Task to complete: Below are the records; output them exactly from the first line through the line with "requests and listing", stopping there.

Entries provided:
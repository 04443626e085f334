//! HTTP handlers for object listing and the batch lifecycle operations.
//!
//! Batch handlers always answer 200 with an [`OperationReport`]; per-item
//! failures live inside the report. Only malformed requests and listing
//! failures map to error statuses.

use crate::{
    config::CoreContext,
    errors::AppError,
    models::{blob::ListPage, operation::OperationReport},
    services::{
        cascade::{self, RenameItem, RetagOptions},
        folders,
    },
};
use axum::{
    Json,
    extract::{Query, State},
};
use serde::Deserialize;

const DEFAULT_PAGE_SIZE: usize = 100;

#[derive(Debug, Deserialize)]
pub struct ListObjectsQuery {
    pub prefix: Option<String>,
    pub cursor: Option<String>,
    pub limit: Option<usize>,
}

#[derive(Debug, Deserialize)]
pub struct KeysRequest {
    pub keys: Vec<String>,
}

#[derive(Debug, Deserialize)]
#[serde(rename_all = "camelCase")]
pub struct MoveRequest {
    pub keys: Vec<String>,
    /// Empty or absent moves to the root.
    #[serde(default)]
    pub target_folder: String,
}

#[derive(Debug, Deserialize)]
pub struct RenameRequest {
    pub items: Vec<RenameItem>,
}

#[derive(Debug, Deserialize)]
pub struct RetagRequest {
    pub keys: Vec<String>,
    #[serde(flatten)]
    pub options: RetagOptions,
}

fn require_items<T>(items: &[T]) -> Result<(), AppError> {
    if items.is_empty() {
        return Err(AppError::bad_request("request names no objects"));
    }
    Ok(())
}

/// `GET /api/objects?prefix=&cursor=&limit=`
pub async fn list_objects(
    State(ctx): State<CoreContext>,
    Query(query): Query<ListObjectsQuery>,
) -> Result<Json<ListPage>, AppError> {
    let prefix = query.prefix.unwrap_or_default();
    let page = folders::list_visible_page(
        &ctx,
        &prefix,
        query.cursor,
        query.limit.unwrap_or(DEFAULT_PAGE_SIZE),
    )
    .await?;
    Ok(Json(page))
}

/// `POST /api/objects/delete`
pub async fn delete_objects(
    State(ctx): State<CoreContext>,
    Json(req): Json<KeysRequest>,
) -> Result<Json<OperationReport>, AppError> {
    require_items(&req.keys)?;
    Ok(Json(cascade::delete_objects(&ctx, &req.keys).await))
}

/// `POST /api/objects/restore`
pub async fn restore_objects(
    State(ctx): State<CoreContext>,
    Json(req): Json<KeysRequest>,
) -> Result<Json<OperationReport>, AppError> {
    require_items(&req.keys)?;
    Ok(Json(cascade::restore_objects(&ctx, &req.keys).await))
}

/// `POST /api/objects/move`
pub async fn move_objects(
    State(ctx): State<CoreContext>,
    Json(req): Json<MoveRequest>,
) -> Result<Json<OperationReport>, AppError> {
    require_items(&req.keys)?;
    Ok(Json(
        cascade::move_objects(&ctx, &req.keys, &req.target_folder).await,
    ))
}

/// `POST /api/objects/rename`
pub async fn rename_objects(
    State(ctx): State<CoreContext>,
    Json(req): Json<RenameRequest>,
) -> Result<Json<OperationReport>, AppError> {
    require_items(&req.items)?;
    Ok(Json(cascade::rename_objects(&ctx, &req.items).await))
}

/// `POST /api/objects/retag`
pub async fn retag_objects(
    State(ctx): State<CoreContext>,
    Json(req): Json<RetagRequest>,
) -> Result<Json<OperationReport>, AppError> {
    require_items(&req.keys)?;
    Ok(Json(
        cascade::retag_objects(&ctx, &req.keys, &req.options).await,
    ))
}
use axum::{
    Json,
    http::StatusCode,
    response::{IntoResponse, Response},
};
use serde_json::json;
use std::{fmt, io};
use thiserror::Error;

use crate::services::keys::KeyRejection;

/// Failures raised by a blob-store backend.
#[derive(Debug, Error)]
pub enum StorageError {
    #[error("storage backend unavailable: {0}")]
    Unavailable(String),
    #[error("invalid object key")]
    InvalidObjectKey,
    #[error("malformed list cursor `{0}`")]
    InvalidCursor(String),
    #[error(transparent)]
    Sqlx(#[from] sqlx::Error),
    #[error(transparent)]
    Io(#[from] io::Error),
    #[error(transparent)]
    Json(#[from] serde_json::Error),
}

pub type StorageResult<T> = Result<T, StorageError>;

/// Error taxonomy of the object lifecycle core.
#[derive(Debug, Error)]
pub enum CoreError {
    #[error("invalid key `{key}`: {reason}")]
    InvalidKey { key: String, reason: KeyRejection },
    #[error("object `{0}` not found")]
    NotFound(String),
    #[error("target `{0}` already exists")]
    TargetExists(String),
    #[error("folder `{0}` is not empty")]
    FolderNotEmpty(String),
    #[error("invalid list cursor `{0}`")]
    InvalidCursor(String),
    #[error("version conflict on `{document}`: held version {held}, stored version {current}")]
    VersionConflict {
        document: String,
        held: u64,
        current: u64,
    },
    #[error("store unavailable: {0}")]
    StoreUnavailable(#[source] StorageError),
}

impl From<StorageError> for CoreError {
    fn from(err: StorageError) -> Self {
        match err {
            StorageError::InvalidCursor(cursor) => CoreError::InvalidCursor(cursor),
            other => CoreError::StoreUnavailable(other),
        }
    }
}

impl CoreError {
    /// Whether resubmitting the same request may succeed.
    pub fn is_retryable(&self) -> bool {
        matches!(
            self,
            CoreError::VersionConflict { .. } | CoreError::StoreUnavailable(_)
        )
    }

    pub fn invalid_key(key: impl Into<String>, reason: KeyRejection) -> Self {
        CoreError::InvalidKey {
            key: key.into(),
            reason,
        }
    }
}

pub type CoreResult<T> = Result<T, CoreError>;

/// A lightweight wrapper for general errors that keeps the message local.
#[derive(Debug)]
pub struct AppError {
    pub status: StatusCode,
    pub message: String,
}

impl AppError {
    /// Create a new AppError with a specific status and message.
    pub fn new(status: StatusCode, msg: impl Into<String>) -> Self {
        Self {
            status,
            message: msg.into(),
        }
    }

    /// Shortcut for a 500 Internal Server Error
    pub fn internal(msg: impl Into<String>) -> Self {
        Self::new(StatusCode::INTERNAL_SERVER_ERROR, msg)
    }

    /// Shortcut for 400 Bad Request
    pub fn bad_request(msg: impl Into<String>) -> Self {
        Self::new(StatusCode::BAD_REQUEST, msg)
    }
}

impl fmt::Display for AppError {
    fn fmt(&self, f: &mut fmt::Formatter<'_>) -> fmt::Result {
        write!(f, "{}", self.message)
    }
}

impl std::error::Error for AppError {}

impl IntoResponse for AppError {
    fn into_response(self) -> Response {
        let body = Json(json!({
            "error": self.message,
            "status": self.status.as_u16()
        }));

        (self.status, body).into_response()
    }
}

impl From<CoreError> for AppError {
    fn from(err: CoreError) -> Self {
        let status = match &err {
            CoreError::InvalidKey { .. } | CoreError::InvalidCursor(_) => StatusCode::BAD_REQUEST,
            CoreError::NotFound(_) => StatusCode::NOT_FOUND,
            CoreError::TargetExists(_)
            | CoreError::FolderNotEmpty(_)
            | CoreError::VersionConflict { .. } => StatusCode::CONFLICT,
            CoreError::StoreUnavailable(_) => StatusCode::SERVICE_UNAVAILABLE,
        };
        AppError::new(status, err.to_string())
    }
}

impl From<anyhow::Error> for AppError {
    fn from(err: anyhow::Error) -> Self {
        AppError::internal(err.to_string())
    }
}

Answer to this problem:
repository 04443626e085f334
//! HTTP handlers for object listing and the batch lifecycle operations.
//!
//! Batch handlers always answer 200 with an [`OperationReport`]; per-item
//! failures live inside the report. Only malformed requests and listing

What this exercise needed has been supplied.